Nothing contained herein shall be construed as authorizing the General Partner to amend this Agreement except in accordance with Article 14 hereof or as may be otherwise expressly provided for in this Agreement.
B. The foregoing power of attorney is hereby declared to be irrevocable and a special power coupled with an interest, in recognition of the fact that each of the Limited Partners and Assignees will be relying upon the power of the General Partner to act as contemplated by this Agreement in any filing or other action by it on behalf of the Partnership, and it shall survive and not be affected by the subsequent Incapacity of any Limited Partner or Assignee and the Transfer of all or any portion of such Limited Partner’s or Assignee’s Partnership Units or Partnership Interest and shall extend to such Limited Partner’s or Assignee’s heirs, successors, assigns and personal representatives. Each such Limited Partner or Assignee hereby agrees to be bound by any representation made by the General Partner, acting in good faith pursuant to such power of attorney; and each such Limited Partner or Assignee hereby waives any and all defenses that may be available to contest, negate or disaffirm the action of the General Partner, taken in good faith under such power of attorney. Each Limited Partner or Assignee shall execute and deliver to the General Partner or the Liquidator, within fifteen (15) days after receipt of the General Partner’s or the Liquidator’s request therefor, such further designation, powers of attorney and other instruments as the General Partner or the Liquidator, as the case may be, deems necessary to effectuate this Agreement and the purposes of the Partnership.
20
Section 2.5 Term
The term of the Partnership commenced on April 24, 1995, the date that the original Certificate was filed in the office of the Secretary of State of Delaware in accordance with the Act, and shall continue until December 31, 2093 unless the Partnership is dissolved sooner pursuant to the provisions of Article 13 hereof or as otherwise provided by law.
ARTICLE 3
PURPOSE
Section 3.1 Purpose and Business
The purpose and nature of the Partnership is to conduct any business, enterprise or activity permitted by or under the Act, including, but not limited to, (i) the business of ownership, construction, development and operation of shopping centers or other real estate rental properties, (ii) entering into any partnership, joint venture, business trust arrangement, limited liability company or other similar arrangement to engage in any business permitted by or under the Act, or owning interests in any entity engaged in any business permitted by or under the Act, (iii) engaging in any of the activities permitted by Section 7.1 hereof, and (iv) doing anything necessary or incidental to the foregoing; provided, however, such business and arrangements and interests may be limited to and conducted in such a manner as to permit New Plan at all times to be classified as a REIT.
Section 3.2 Powers
A. The Partnership shall be empowered to do any and all acts and things necessary, appropriate, proper, advisable, incidental to or convenient for the furtherance and accomplishment of the purposes and business described herein and for the protection and benefit of the Partnership.

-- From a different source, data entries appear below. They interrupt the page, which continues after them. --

//! Prometheus self-metrics for the agent

use once_cell::sync::Lazy;
use prometheus::{
    register_counter, register_counter_vec, register_gauge, register_histogram, Counter,
    CounterVec, Encoder, Gauge, Histogram, TextEncoder,
};

pub static CYCLES_TOTAL: Lazy<Counter> = Lazy::new(|| {
    register_counter!("vigil_cycles_total", "Merge-and-forward cycles completed").unwrap()
});

pub static FORWARD_TOTAL: Lazy<CounterVec> = Lazy::new(|| {
    register_counter_vec!("vigil_forward_total", "Forward attempts by outcome", &["status"]).unwrap()
});

pub static FORWARD_DURATION: Lazy<Histogram> = Lazy::new(|| {
    register_histogram!(
        "vigil_forward_duration_seconds",
        "Forward request latency",
        vec![0.005, 0.01, 0.025, 0.05, 0.1, 0.25, 0.5, 1.0, 2.5, 5.0]
    )
    .unwrap()
});

pub static AGGREGATION_FAILURES: Lazy<Counter> = Lazy::new(|| {
    register_counter!(
        "vigil_aggregation_failures_total",
        "Cycles forwarded without derived metrics"
    )
    .unwrap()
});

pub static GENERATION: Lazy<Gauge> = Lazy::new(|| {
    register_gauge!("vigil_generation", "Pipeline generations started").unwrap()
});

/// Render all registered metrics to Prometheus text format.
pub fn encode_metrics() -> Result<String, prometheus::Error> {
    let encoder = TextEncoder::new();
    let families = prometheus::gather();
    let mut buffer = Vec::new();
    encoder.encode(&families, &mut buffer)?;
    String::from_utf8(buffer).map_err(|e| prometheus::Error::Msg(e.to_string()))
}
//! Shared types and utilities for Vigil
//!
//! Metric definitions, samples, counter sets and the text exposition
//! renderer used by the agent's pipeline and its local exposition server.

pub mod render;
pub mod types;
pub mod utils;

// Re-export commonly used types
pub use render::{render, RenderError};
pub use types::metric::*;
//! Process signals driving the pipeline lifecycle

use async_trait::async_trait;
use tokio::signal::unix::{signal, Signal, SignalKind};
use tokio::sync::mpsc;
use tracing::info;

/// What the orchestrator does after draining the current generation
#[derive(Debug, Clone, Copy, PartialEq, Eq)]
pub enum ControlSignal {
    /// Exit without error
    Terminate,
    /// Restart with freshly resolved state
    Reload,
}

#[async_trait]
pub trait SignalSource: Send {
    async fn next(&mut self) -> ControlSignal;
}

/// SIGINT, SIGTERM and SIGQUIT terminate; SIGHUP reloads
pub struct UnixSignals {
    interrupt: Signal,
    terminate: Signal,
    quit: Signal,
    hangup: Signal,
}

impl UnixSignals {
    pub fn new() -> std::io::Result<Self> {
        Ok(Self {
            interrupt: signal(SignalKind::interrupt())?,
            terminate: signal(SignalKind::terminate())?,
            quit: signal(SignalKind::quit())?,
            hangup: signal(SignalKind::hangup())?,
        })
    }
}

#[async_trait]
impl SignalSource for UnixSignals {
    async fn next(&mut self) -> ControlSignal {
        let (name, control) = tokio::select! {
            _ = self.interrupt.recv() => ("SIGINT", ControlSignal::Terminate),
            _ = self.terminate.recv() => ("SIGTERM", ControlSignal::Terminate),
            _ = self.quit.recv() => ("SIGQUIT", ControlSignal::Terminate),
            _ = self.hangup.recv() => ("SIGHUP", ControlSignal::Reload),
        };
        info!("Received {}", name);
        control
    }
}

/// Signals injected through a channel. A closed channel terminates.
pub struct ChannelSignals {
    rx: mpsc::Receiver<ControlSignal>,
}

impl ChannelSignals {
    pub fn new() -> (mpsc::Sender<ControlSignal>, Self) {
        let (tx, rx) = mpsc::channel(4);
        (tx, Self { rx })
    }
}

#[async_trait]
impl SignalSource for ChannelSignals {
    async fn next(&mut self) -> ControlSignal {
        self.rx.recv().await.unwrap_or(ControlSignal::Terminate)
    }
}

#[cfg(test)]
mod tests {
    use super::*;

    #[tokio::test]
    async fn test_channel_signals() {
        let (tx, mut signals) = ChannelSignals::new();
        tx.send(ControlSignal::Reload).await.unwrap();
        assert_eq!(signals.next().await, ControlSignal::Reload);

        drop(tx);
        assert_eq!(signals.next().await, ControlSignal::Terminate);
    }
}
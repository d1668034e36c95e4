//! Database Test Utilities
//!
//! Temporary SQLite database reached through the sqlx `Any` driver, with the
//! subset of the LORIS schema the electrode import touches.

use anyhow::Result;
use lmri_common::config::load_profile;
use lmri_common::db::Database;
use std::path::{Path, PathBuf};
use tempfile::TempDir;

const SCHEMA: &[&str] = &[
    "CREATE TABLE ConfigSettings (ID INTEGER PRIMARY KEY, Name TEXT NOT NULL UNIQUE)",
    "CREATE TABLE Config (ID INTEGER PRIMARY KEY AUTOINCREMENT, ConfigID INTEGER NOT NULL, Value TEXT)",
    "CREATE TABLE candidate (CandID INTEGER PRIMARY KEY, PSCID TEXT NOT NULL UNIQUE)",
    r#"CREATE TABLE session (
        ID INTEGER PRIMARY KEY,
        CandID INTEGER NOT NULL REFERENCES candidate(CandID),
        Visit_label TEXT NOT NULL,
        CenterID INTEGER NOT NULL
    )"#,
    r#"CREATE TABLE physiological_file (
        PhysiologicalFileID INTEGER PRIMARY KEY,
        SessionID INTEGER NOT NULL REFERENCES session(ID),
        FilePath TEXT NOT NULL
    )"#,
    r#"CREATE TABLE physiological_electrode (
        PhysiologicalElectrodeID INTEGER PRIMARY KEY AUTOINCREMENT,
        PhysiologicalFileID INTEGER NOT NULL REFERENCES physiological_file(PhysiologicalFileID),
        Name TEXT NOT NULL,
        Type TEXT,
        Material TEXT,
        X TEXT,
        Y TEXT,
        Z TEXT,
        Impedance TEXT,
        FilePath TEXT NOT NULL
    )"#,
    r#"CREATE TABLE parameter_type (
        ParameterTypeID INTEGER PRIMARY KEY AUTOINCREMENT,
        Name TEXT NOT NULL UNIQUE,
        Type TEXT,
        Description TEXT,
        SourceFrom TEXT,
        Queryable INTEGER DEFAULT 1
    )"#,
    r#"CREATE TABLE physiological_parameter_file (
        PhysiologicalParameterFileID INTEGER PRIMARY KEY AUTOINCREMENT,
        PhysiologicalFileID INTEGER NOT NULL REFERENCES physiological_file(PhysiologicalFileID),
        ParameterTypeID INTEGER NOT NULL REFERENCES parameter_type(ParameterTypeID),
        Value TEXT
    )"#,
    r#"CREATE TABLE physiological_archive (
        PhysiologicalArchiveID INTEGER PRIMARY KEY,
        PhysiologicalFileID INTEGER NOT NULL REFERENCES physiological_file(PhysiologicalFileID),
        Blake2bHash TEXT,
        FilePath TEXT NOT NULL
    )"#,
];

/// Temporary database, profile and data directory for one test
///
/// `dir` must be kept alive for the duration of the test.
pub struct TestEnv {
    pub dir: TempDir,
    pub db: Database,
    pub data_dir: PathBuf,
    pub profile_path: PathBuf,
}

impl TestEnv {
    /// Root of the temporary tree
    pub fn root(&self) -> &Path {
        self.dir.path()
    }
}

/// Write a profile pointing at a SQLite file inside `root`
///
/// `import_table` is appended verbatim (may be empty).
pub fn write_profile(root: &Path, import_table: &str) -> Result<PathBuf> {
    let db_path = root.join("loris.db");
    let profile_path = root.join("test_profile.toml");
    let content = format!(
        "[database]\nurl = 'sqlite://{}?mode=rwc'\n\n{}",
        db_path.display(),
        import_table
    );
    std::fs::write(&profile_path, content)?;
    Ok(profile_path)
}

/// Create temporary test database with the LORIS tables
///
/// The profile sets `import.data_dir`; use [`create_test_env_without_data_dir`]
/// to exercise the `dataDirBasepath` fallback.
pub async fn create_test_env() -> Result<TestEnv> {
    let dir = TempDir::new()?;
    let data_dir = dir.path().join("data");
    let import = format!("[import]\ndata_dir = '{}'\n", data_dir.display());
    build_env(dir, data_dir, &import).await
}

/// Same as [`create_test_env`] but the profile has no `[import]` table
pub async fn create_test_env_without_data_dir() -> Result<TestEnv> {
    let dir = TempDir::new()?;
    let data_dir = dir.path().join("data");
    build_env(dir, data_dir, "").await
}

async fn build_env(dir: TempDir, data_dir: PathBuf, import: &str) -> Result<TestEnv> {
    std::fs::create_dir_all(&data_dir)?;
    let profile_path = write_profile(dir.path(), import)?;

    let profile = load_profile(&profile_path)?;
    let db = Database::connect(&profile.database).await?;
    for statement in SCHEMA {
        sqlx::query(statement).execute(db.pool()).await?;
    }

    Ok(TestEnv {
        dir,
        db,
        data_dir,
        profile_path,
    })
}

/// Register a `Config` value under a setting name
pub async fn seed_config(db: &Database, name: &str, value: &str) -> Result<()> {
    let setting_id: i64 = sqlx::query_scalar("SELECT COUNT(*) + 1 FROM ConfigSettings")
        .fetch_one(db.pool())
        .await?;
    sqlx::query("INSERT INTO ConfigSettings (ID, Name) VALUES (?, ?)")
        .bind(setting_id)
        .bind(name)
        .execute(db.pool())
        .await?;
    sqlx::query("INSERT INTO Config (ConfigID, Value) VALUES (?, ?)")
        .bind(setting_id)
        .bind(value)
        .execute(db.pool())
        .await?;
    Ok(())
}

pub async fn seed_candidate(db: &Database, cand_id: i64, pscid: &str) -> Result<()> {
    sqlx::query("INSERT INTO candidate (CandID, PSCID) VALUES (?, ?)")
        .bind(cand_id)
        .bind(pscid)
        .execute(db.pool())
        .await?;
    Ok(())
}

pub async fn seed_session(
    db: &Database,
    id: i64,
    cand_id: i64,
    visit_label: &str,
    center_id: i64,
) -> Result<()> {
    sqlx::query("INSERT INTO session (ID, CandID, Visit_label, CenterID) VALUES (?, ?, ?, ?)")
        .bind(id)
        .bind(cand_id)
        .bind(visit_label)
        .bind(center_id)
        .execute(db.pool())
        .await?;
    Ok(())
}

pub async fn seed_physiological_file(
    db: &Database,
    id: i64,
    session_id: i64,
    file_path: &str,
) -> Result<()> {
    sqlx::query(
        "INSERT INTO physiological_file (PhysiologicalFileID, SessionID, FilePath) VALUES (?, ?, ?)",
    )
    .bind(id)
    .bind(session_id)
    .bind(file_path)
    .execute(db.pool())
    .await?;
    Ok(())
}

pub async fn seed_archive_row(
    db: &Database,
    id: i64,
    physiological_file_id: i64,
    file_path: &str,
    hash: Option<&str>,
) -> Result<()> {
    sqlx::query(
        r#"
        INSERT INTO physiological_archive
            (PhysiologicalArchiveID, PhysiologicalFileID, FilePath, Blake2bHash)
        VALUES (?, ?, ?, ?)
        "#,
    )
    .bind(id)
    .bind(physiological_file_id)
    .bind(file_path)
    .bind(hash)
    .execute(db.pool())
    .await?;
    Ok(())
}

/// Existing electrode row, for duplicate-guard tests
pub async fn seed_electrode(db: &Database, physiological_file_id: i64, name: &str) -> Result<()> {
    sqlx::query(
        "INSERT INTO physiological_electrode (PhysiologicalFileID, Name, FilePath) VALUES (?, ?, 'old.tsv')",
    )
    .bind(physiological_file_id)
    .bind(name)
    .execute(db.pool())
    .await?;
    Ok(())
}

/// Row count of a table
pub async fn count_rows(db: &Database, table: &str) -> Result<i64> {
    let query = format!("SELECT COUNT(*) FROM {}", table);
    let count = sqlx::query_scalar::<_, i64>(&query)
        .fetch_one(db.pool())
        .await?;
    Ok(count)
}

/// Stored digest of an archive row
pub async fn archive_hash(db: &Database, archive_id: i64) -> Result<Option<String>> {
    let hash = sqlx::query_scalar::<_, Option<String>>(
        "SELECT Blake2bHash FROM physiological_archive WHERE PhysiologicalArchiveID = ?",
    )
    .bind(archive_id)
    .fetch_one(db.pool())
    .await?;
    Ok(hash)
}

/// Make the import transaction fail at COMMIT, after the archive row update
///
/// Every archive update inserts a row breaking a deferred foreign key, which
/// SQLite only checks when the transaction commits.
pub async fn fail_commit_after_archive_update(db: &Database) -> Result<()> {
    for statement in [
        "CREATE TABLE commit_guard_parent (ID INTEGER PRIMARY KEY)",
        "CREATE TABLE commit_guard (ArchiveID INTEGER REFERENCES commit_guard_parent(ID) DEFERRABLE INITIALLY DEFERRED)",
        r#"CREATE TRIGGER fail_commit AFTER UPDATE ON physiological_archive
           BEGIN
               INSERT INTO commit_guard (ArchiveID) VALUES (NEW.PhysiologicalArchiveID);
           END"#,
    ] {
        sqlx::query(statement).execute(db.pool()).await?;
    }
    Ok(())
}

/// Silently skip updates to archive rows, so they report zero affected rows
pub async fn freeze_archive_rows(db: &Database) -> Result<()> {
    sqlx::query(
        r#"CREATE TRIGGER freeze_archive BEFORE UPDATE ON physiological_archive
           BEGIN
               SELECT RAISE(IGNORE);
           END"#,
    )
    .execute(db.pool())
    .await?;
    Ok(())
}
//! LORIS database records
//!
//! Column names follow the LORIS schema; fields are renamed to Rust style.

use sqlx::FromRow;

/// `candidate` row
#[derive(Debug, Clone, PartialEq, Eq, FromRow)]
pub struct Candidate {
    #[sqlx(rename = "CandID")]
    pub cand_id: i64,
    #[sqlx(rename = "PSCID")]
    pub pscid: String,
}

/// `session` row
#[derive(Debug, Clone, PartialEq, Eq, FromRow)]
pub struct Session {
    #[sqlx(rename = "ID")]
    pub id: i64,
    #[sqlx(rename = "CandID")]
    pub cand_id: i64,
    #[sqlx(rename = "Visit_label")]
    pub visit_label: String,
    #[sqlx(rename = "CenterID")]
    pub center_id: i64,
}

/// `physiological_file` row
#[derive(Debug, Clone, PartialEq, Eq, FromRow)]
pub struct PhysiologicalFile {
    #[sqlx(rename = "PhysiologicalFileID")]
    pub id: i64,
    #[sqlx(rename = "SessionID")]
    pub session_id: i64,
    /// Path relative to the data directory
    #[sqlx(rename = "FilePath")]
    pub file_path: String,
}

/// `physiological_archive` row
#[derive(Debug, Clone, PartialEq, Eq, FromRow)]
pub struct PhysiologicalArchive {
    #[sqlx(rename = "PhysiologicalArchiveID")]
    pub id: i64,
    #[sqlx(rename = "PhysiologicalFileID")]
    pub physiological_file_id: i64,
    /// Path relative to the data directory
    #[sqlx(rename = "FilePath")]
    pub file_path: String,
    #[sqlx(rename = "Blake2bHash")]
    pub blake2b_hash: Option<String>,
}

/// Outcome of identity resolution: candidate → session → physiological file
#[derive(Debug, Clone, PartialEq, Eq)]
pub struct ResolvedIdentity {
    pub pscid: String,
    pub cand_id: i64,
    pub session_id: i64,
    pub visit_label: String,
    pub physiological_file_id: i64,
    pub physiological_file_path: String,
}
//! Build script for lmri-ei
//!
//! Captures build identification information at compile time:
//! - Git commit hash (short form)
//! - Build timestamp

use std::process::Command;

fn main() {
    // Short commit hash, "unknown" outside a git checkout
    let git_hash = Command::new("git")
        .args(["rev-parse", "--short=8", "HEAD"])
        .output()
        .ok()
        .filter(|output| output.status.success())
        .and_then(|output| String::from_utf8(output.stdout).ok())
        .map(|s| s.trim().to_string())
        .unwrap_or_else(|| "unknown".to_string());

    // Format: YYYY-MM-DDTHH:MM:SS±HH:MM
    let build_timestamp = chrono::Local::now().to_rfc3339_opts(chrono::SecondsFormat::Secs, false);

    println!("cargo:rustc-env=GIT_HASH={}", git_hash);
    println!("cargo:rustc-env=BUILD_TIMESTAMP={}", build_timestamp);
    println!("cargo:rerun-if-changed=build.rs");
}
//! Command-line front-end for insert-electrode-files

use clap::error::ErrorKind;
use clap::{CommandFactory, Parser};
use lmri_common::config::resolve_profile_path;
use lmri_common::ExitCode;
use std::path::PathBuf;

use crate::error::{ImportError, ImportResult};

/// Insert a BIDS electrodes.tsv file into the LORIS database and dataset
#[derive(Parser, Debug)]
#[command(name = "insert-electrode-files")]
#[command(about = "Insert a BIDS electrodes.tsv file into LORIS and its dataset archive")]
#[command(version)]
pub struct Cli {
    /// Profile file (TOML) with database credentials; looked up under
    /// $LORIS_CONFIG/.loris_mri/ when not found as given
    #[arg(short, long, value_name = "PROFILE")]
    pub profile: Option<PathBuf>,

    /// Electrode file to insert, e.g. sub-CBM001_electrodes.tsv
    #[arg(short, long, value_name = "FILE")]
    pub file: Option<PathBuf>,

    /// Debug-level logging
    #[arg(short, long)]
    pub verbose: bool,
}

/// Arguments that passed validation
#[derive(Debug, Clone)]
pub struct ValidatedArgs {
    pub profile_path: PathBuf,
    pub file: PathBuf,
    pub verbose: bool,
}

impl Cli {
    /// Check presence and existence of the required inputs
    pub fn validate(self) -> ImportResult<ValidatedArgs> {
        let profile = self
            .profile
            .ok_or(ImportError::MissingArgument("a profile file (--profile)"))?;
        let file = self
            .file
            .ok_or(ImportError::MissingArgument("an electrode file (--file)"))?;

        let profile_path =
            resolve_profile_path(&profile).ok_or_else(|| ImportError::InvalidPath {
                what: "profile file",
                path: profile.clone(),
            })?;

        if !file.is_file() {
            return Err(ImportError::InvalidPath {
                what: "electrode file",
                path: file,
            });
        }

        Ok(ValidatedArgs {
            profile_path,
            file,
            verbose: self.verbose,
        })
    }
}

/// Exit code for a clap parse outcome
///
/// Help and version requests are successes; anything else is a malformed
/// command line.
pub fn exit_code_for_parse_error(err: &clap::Error) -> ExitCode {
    match err.kind() {
        ErrorKind::DisplayHelp
        | ErrorKind::DisplayVersion
        | ErrorKind::DisplayHelpOnMissingArgumentOrSubcommand => ExitCode::Success,
        _ => ExitCode::GetoptFailure,
    }
}

/// Rendered usage text
pub fn usage() -> String {
    Cli::command().render_help().to_string()
}

#[cfg(test)]
mod tests {
    use super::*;
    use tempfile::TempDir;

    #[test]
    fn test_cli_definition() {
        Cli::command().debug_assert();
    }

    #[test]
    fn test_parses_short_and_long_options() {
        let cli = Cli::try_parse_from(["insert-electrode-files", "-p", "prod", "--file", "x.tsv", "-v"])
            .unwrap();
        assert_eq!(cli.profile, Some(PathBuf::from("prod")));
        assert_eq!(cli.file, Some(PathBuf::from("x.tsv")));
        assert!(cli.verbose);
    }

    #[test]
    fn test_unknown_option_is_getopt_failure() {
        let err = Cli::try_parse_from(["insert-electrode-files", "--bogus"]).unwrap_err();
        assert_eq!(exit_code_for_parse_error(&err), ExitCode::GetoptFailure);

        let err = Cli::try_parse_from(["insert-electrode-files", "--file"]).unwrap_err();
        assert_eq!(exit_code_for_parse_error(&err), ExitCode::GetoptFailure);
    }

    #[test]
    fn test_help_and_version_succeed() {
        let err = Cli::try_parse_from(["insert-electrode-files", "--help"]).unwrap_err();
        assert_eq!(exit_code_for_parse_error(&err), ExitCode::Success);

        let err = Cli::try_parse_from(["insert-electrode-files", "-V"]).unwrap_err();
        assert_eq!(exit_code_for_parse_error(&err), ExitCode::Success);
    }

    #[test]
    fn test_missing_arguments() {
        let cli = Cli::try_parse_from(["insert-electrode-files", "-f", "x.tsv"]).unwrap();
        let err = cli.validate().unwrap_err();
        assert_eq!(err.exit_code(), ExitCode::MissingArgument);
        assert!(err.is_usage_error());

        let cli = Cli::try_parse_from(["insert-electrode-files", "-p", "prod"]).unwrap();
        assert_eq!(cli.validate().unwrap_err().exit_code(), ExitCode::MissingArgument);
    }

    #[test]
    fn test_missing_electrode_file_is_invalid_path() {
        let dir = TempDir::new().unwrap();
        let profile = dir.path().join("prod.toml");
        std::fs::write(&profile, "").unwrap();

        let cli = Cli {
            profile: Some(profile),
            file: Some(dir.path().join("missing_electrodes.tsv")),
            verbose: false,
        };
        let err = cli.validate().unwrap_err();
        assert!(matches!(err, ImportError::InvalidPath { what: "electrode file", .. }));
        assert_eq!(err.exit_code(), ExitCode::InvalidPath);
    }

    #[test]
    fn test_directory_is_not_an_electrode_file() {
        let dir = TempDir::new().unwrap();
        let profile = dir.path().join("prod.toml");
        std::fs::write(&profile, "").unwrap();

        let cli = Cli {
            profile: Some(profile),
            file: Some(dir.path().to_path_buf()),
            verbose: false,
        };
        assert_eq!(cli.validate().unwrap_err().exit_code(), ExitCode::InvalidPath);
    }

    #[test]
    fn test_valid_arguments() {
        let dir = TempDir::new().unwrap();
        let profile = dir.path().join("prod.toml");
        let file = dir.path().join("sub-CBM001_electrodes.tsv");
        std::fs::write(&profile, "").unwrap();
        std::fs::write(&file, "name\nE1\n").unwrap();

        let args = Cli {
            profile: Some(profile.clone()),
            file: Some(file.clone()),
            verbose: true,
        }
        .validate()
        .unwrap();

        assert_eq!(args.profile_path, profile);
        assert_eq!(args.file, file);
        assert!(args.verbose);
    }
}
//! Profile loading and resolution
//!
//! A profile is a declarative TOML file holding the database credentials and
//! the per-project import settings. It is parsed into plain structs; nothing
//! in it is ever executed.

use crate::{Error, Result};
use serde::Deserialize;
use std::path::{Path, PathBuf};
use tracing::debug;

/// Environment variable naming the LORIS configuration root
pub const LORIS_CONFIG_ENV: &str = "LORIS_CONFIG";

/// Environment variable consulted when the profile omits the password
pub const PASSWORD_ENV: &str = "LORIS_DB_PASSWORD";

/// Default MySQL port
pub const DEFAULT_PORT: u16 = 3306;

/// Top-level profile document
#[derive(Debug, Clone, Deserialize)]
pub struct Profile {
    pub database: DatabaseConfig,
    #[serde(default)]
    pub import: ImportSettings,
}

/// Database credentials
#[derive(Debug, Clone, Deserialize)]
pub struct DatabaseConfig {
    #[serde(default = "default_host")]
    pub host: String,
    #[serde(default = "default_port")]
    pub port: u16,
    #[serde(default)]
    pub username: String,
    #[serde(default)]
    pub password: Option<String>,
    #[serde(default)]
    pub database: String,
    /// Full connection URL, bypasses the fields above when set
    #[serde(default)]
    pub url: Option<String>,
}

fn default_host() -> String {
    "localhost".to_string()
}

fn default_port() -> u16 {
    DEFAULT_PORT
}

/// Settings for the electrode import workflow
#[derive(Debug, Clone, Deserialize)]
#[serde(default)]
pub struct ImportSettings {
    /// Visit label of the session the electrode file belongs to
    pub visit_label: String,
    /// Center (site) id of that session
    pub center_id: i64,
    /// BIDS task label used in the destination file name
    pub task_label: String,
    /// Regex applied to the file name; capture group 1 is the PSCID
    pub subject_pattern: String,
    /// Overrides the `dataDirBasepath` config setting
    pub data_dir: Option<PathBuf>,
}

impl Default for ImportSettings {
    fn default() -> Self {
        Self {
            visit_label: "V01".to_string(),
            center_id: 2,
            task_label: "protmap".to_string(),
            subject_pattern: r"sub-([A-Za-z0-9]+)_electrodes\.tsv$".to_string(),
            data_dir: None,
        }
    }
}

impl DatabaseConfig {
    /// Password from the profile, falling back to `LORIS_DB_PASSWORD`
    pub fn resolved_password(&self) -> Option<String> {
        self.password
            .clone()
            .or_else(|| std::env::var(PASSWORD_ENV).ok())
    }

    /// Check the fields needed to build a MySQL connection
    pub fn validate(&self) -> Result<()> {
        if self.url.is_some() {
            return Ok(());
        }
        if self.host.trim().is_empty() {
            return Err(Error::Config("database.host must not be empty".to_string()));
        }
        if self.username.trim().is_empty() {
            return Err(Error::Config("database.username must not be empty".to_string()));
        }
        if self.database.trim().is_empty() {
            return Err(Error::Config("database.database must not be empty".to_string()));
        }
        Ok(())
    }
}

/// Resolve the `--profile` argument to an existing file
///
/// **Priority:**
/// 1. The argument as given, if it names an existing file
/// 2. `$LORIS_CONFIG/.loris_mri/<argument>`
///
/// Returns None when neither exists.
pub fn resolve_profile_path(arg: &Path) -> Option<PathBuf> {
    resolve_profile_path_with(arg, std::env::var_os(LORIS_CONFIG_ENV).map(PathBuf::from))
}

/// Same as [`resolve_profile_path`] with an explicit config root
pub fn resolve_profile_path_with(arg: &Path, loris_config: Option<PathBuf>) -> Option<PathBuf> {
    if arg.is_file() {
        return Some(arg.to_path_buf());
    }

    let candidate = loris_config?.join(".loris_mri").join(arg);
    debug!(path = %candidate.display(), "Trying profile under LORIS_CONFIG");
    candidate.is_file().then_some(candidate)
}

/// Parse a profile from TOML text
pub fn parse_profile(content: &str) -> Result<Profile> {
    let profile: Profile = toml::from_str(content)
        .map_err(|e| Error::Config(format!("Parse profile failed: {}", e)))?;
    profile.database.validate()?;
    Ok(profile)
}

/// Load and validate a profile file
pub fn load_profile(path: &Path) -> Result<Profile> {
    let content = std::fs::read_to_string(path)
        .map_err(|e| Error::Config(format!("Read profile {} failed: {}", path.display(), e)))?;
    let profile = parse_profile(&content)?;
    debug!(
        path = %path.display(),
        host = %profile.database.host,
        database = %profile.database.database,
        "Loaded profile"
    );
    Ok(profile)
}
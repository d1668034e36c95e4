//! lmri-ei library interface
//!
//! Electrode import for LORIS-MRI: resolves the recording a BIDS
//! `*_electrodes.tsv` belongs to, inserts its rows, copies it into the
//! dataset and refreshes the dataset archive.

pub mod archive;
pub mod cli;
pub mod db;
pub mod error;
pub mod hashing;
pub mod importer;
pub mod models;
pub mod pipeline;
pub mod resolver;
pub mod tsv;

pub use crate::error::{ImportError, ImportResult};
pub use crate::models::ImportSummary;
pub use crate::pipeline::ElectrodeImporter;

use cli::ValidatedArgs;
use lmri_common::config::{load_profile, ImportSettings};
use lmri_common::db::Database;
use std::path::Path;
use tracing::info;

/// Load the profile, connect, and import the electrode file
pub async fn run_import(args: &ValidatedArgs) -> ImportResult<ImportSummary> {
    let profile = load_profile(&args.profile_path)?;
    info!(profile = %args.profile_path.display(), "Profile loaded");

    let db = Database::connect(&profile.database).await?;
    let summary = import_electrode_file(db, profile.import, &args.file).await?;
    info!(
        pscid = %summary.identity.pscid,
        physiological_file_id = summary.identity.physiological_file_id,
        electrode_file = %summary.electrode_rel_path,
        rows = summary.electrode_rows,
        elapsed_ms = summary.elapsed_ms(),
        "Electrode file imported"
    );
    Ok(summary)
}

/// Import `file` over an open connection pool, closing it on every outcome
pub async fn import_electrode_file(
    db: Database,
    settings: ImportSettings,
    file: &Path,
) -> ImportResult<ImportSummary> {
    let result = match ElectrodeImporter::new(db.clone(), settings).await {
        Ok(mut importer) => importer.run(file).await,
        Err(e) => Err(e),
    };
    db.close().await;
    result
}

B. Notwithstanding any other provision in this Agreement, the General Partner may cause the Partnership not to take, or to refrain from taking, any action that, in the judgment of the General Partner, in its sole and absolute discretion, (i) could adversely affect the ability of New Plan to continue to qualify as a REIT, (ii) could subject New Plan to any additional taxes under Code Section 857 or Code Section 4981 or (iii) could violate any law or regulation of any governmental body or agency having jurisdiction over the General Partner or New Plan, their securities or the Partnership, unless such action (or inaction) under clause (i), clause (ii) or clause (iii) above shall have been specifically consented to by the General Partner in writing.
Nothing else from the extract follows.